La présomption d'une discrimination suffit pour condamner
Le retard important subi par un salarié dans le déroulement de sa carrière, par rapport à l'ensemble des salariés se trouvant dans une situation comparable, sans que l'employeur ne puisse justifier de raisons objectives expliquant celui-ci, permet de présumer que ce retard n'est pas étranger à la discrimination ethnique invoquée par le salarié.
Un salarié engagé depuis 1970 dans une entreprise saisit les juridictions prud'homales d'une demande de paiement de dommages et intérêts en réparation de la discrimination dont il estime avoir été victime dans l'avancement de sa carrière en raison de son appartenance ethnique.
L'employeur prétend dans un premier moyen que le défaut d'avancement du salarié serait en réalité dû à des difficultés d'ordre disciplinaires, dont les faits avaient été couverts par une loi d'amnistie. La cour d'appel ainsi que la Cour de cassation écartent ce moyen, les faits appréciés souverainement par la cour d'appel indiquant plutôt une discrimination raciale, non couverte par la loi d'amnistie.
Les juridictions se penchent en conséquence sur l'existence d'une discrimination, constituée ou pas au regard d'un faisceau d'indices : différence de rémunération, de grade par rapport aux autres salariés occupant les mêmes fonctions, la réalité des fautes reprochées au salarié, lesquelles n'ont pas donné lieu à une procédure disciplinaire aboutie, désaccord en ses supérieurs sur l'opportunité de l'avancement qu'il convient de réserver au salarié, etc. L'employeur reconnaît en effet que l'absence de justification du différentiel de salaire peut caractériser une violation de la règle « à travail égal, salaire égal ». Il conteste cependant le caractère discriminatoire en raison de l'appartenance raciale du salarié de ce défaut d'avancement, rien ne permettant de rattacher ce retard à la prise en considération du salarié à son origine raciale.

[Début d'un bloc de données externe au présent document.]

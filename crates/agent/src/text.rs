//! Small text helpers shared by the pipeline stages.

/// Tokens that open a casual greeting.
const GREETING_TOKENS: &[&str] = &[
    "hi",
    "hello",
    "hey",
    "hiya",
    "howdy",
    "greetings",
    "yo",
    "good morning",
    "good afternoon",
    "good evening",
];

/// Greetings are short: anything longer is treated as a real question.
const GREETING_MAX_WORDS: usize = 4;

/// Lowercase and collapse internal whitespace.
pub fn normalize(text: &str) -> String {
    text.split_whitespace()
        .collect::<Vec<_>>()
        .join(" ")
        .to_lowercase()
}

pub fn word_count(text: &str) -> usize {
    text.split_whitespace().count()
}

/// Lowercased words with surrounding punctuation removed.
pub fn words(text: &str) -> Vec<String> {
    text.split_whitespace()
        .map(|w| {
            w.trim_matches(|c: char| !c.is_alphanumeric())
                .to_lowercase()
        })
        .filter(|w| !w.is_empty())
        .collect()
}

/// Lowercased alphanumeric runs: hyphens, slashes and other punctuation
/// all separate terms, so "peanut-butter" yields "peanut" and "butter".
pub fn terms(text: &str) -> Vec<String> {
    text.split(|c: char| !c.is_alphanumeric())
        .filter(|t| !t.is_empty())
        .map(str::to_lowercase)
        .collect()
}

/// Whether `text` opens with a greeting token.
pub fn starts_with_greeting(text: &str) -> bool {
    let words = words(text);
    let joined = words.join(" ");
    GREETING_TOKENS.iter().any(|token| {
        joined == *token
            || joined
                .strip_prefix(token)
                .is_some_and(|rest| rest.starts_with(' '))
    })
}

/// A bare greeting: greeting prefix and at most four words.
pub fn is_greeting(text: &str) -> bool {
    starts_with_greeting(text) && word_count(text) <= GREETING_MAX_WORDS
}

/// Split into sentences at `.`, `!`, `?` followed by whitespace, and at
/// line breaks. Terminators stay with their sentence.
pub fn split_sentences(text: &str) -> Vec<String> {
    sentence_lines(text).into_iter().flatten().collect()
}

/// Sentences grouped by the non-empty line they came from.
pub fn sentence_lines(text: &str) -> Vec<Vec<String>> {
    text.lines()
        .map(split_line)
        .filter(|line| !line.is_empty())
        .collect()
}

fn split_line(line: &str) -> Vec<String> {
    let mut sentences = Vec::new();
    let mut current = String::new();
    let mut chars = line.chars().peekable();
    while let Some(c) = chars.next() {
        current.push(c);
        let at_boundary = matches!(c, '.' | '!' | '?')
            && chars.peek().is_none_or(|next| next.is_whitespace());
        if at_boundary {
            let trimmed = current.trim();
            if !trimmed.is_empty() {
                sentences.push(trimmed.to_string());
            }
            current.clear();
        }
    }
    let trimmed = current.trim();
    if !trimmed.is_empty() {
        sentences.push(trimmed.to_string());
    }
    sentences
}

/// Truncate to at most `max_chars` characters on a char boundary.
pub fn truncate_chars(text: &str, max_chars: usize) -> &str {
    match text.char_indices().nth(max_chars) {
        Some((idx, _)) => &text[..idx],
        None => text,
    }
}

/// Whether `haystack` contains `term` as a whole word or phrase, also
/// matching the simple plural/singular counterpart.
pub fn mentions_term(haystack: &str, term: &str) -> bool {
    let term = normalize(term);
    if term.is_empty() {
        return false;
    }
    let hay = format!(" {} ", terms(haystack).join(" "));
    variants(&term)
        .iter()
        .any(|v| hay.contains(&format!(" {v} ")))
}

fn variants(term: &str) -> Vec<String> {
    let base = terms(term).join(" ");
    let mut out = vec![base.clone()];
    if let Some(stem) = base.strip_suffix("ies") {
        out.push(format!("{stem}y"));
    } else if let Some(stem) = base.strip_suffix("es") {
        out.push(stem.to_string());
        out.push(format!("{stem}e"));
    } else if let Some(stem) = base.strip_suffix('s') {
        out.push(stem.to_string());
    } else {
        out.push(format!("{base}s"));
        out.push(format!("{base}es"));
        if let Some(stem) = base.strip_suffix('y') {
            out.push(format!("{stem}ies"));
        }
    }
    out.retain(|v| !v.is_empty());
    out
}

La Cour de cassation confirme cependant la cour d'appel sur ce point également : l'employeur « ne justifiait d'aucune raison objective pouvant expliquer le retard important subi par le salarié dans le déroulement de sa carrière ». Rien ne prouve que l'appartenance raciale n'en soit pas la cause, les juridictions saisies sont donc fondées à déduire des éléments de fait que « ce retard n'était pas étranger à la discrimination ethnique invoquée par le salarié ».
Par ailleurs, le Mouvement contre le racisme et pour l'amitié entre les peuples (MRAP) était également partie à l'instance. Les juridictions allouent en conséquence une indemnité spécifique en réparation de l'atteinte directe ainsi établie aux valeurs correspondant à son seul objet social.
Sources :
Cass. soc., 7 févr. 2012, n° 10-19.505, FS-P+B, Sté Renault c/ M. S. et a.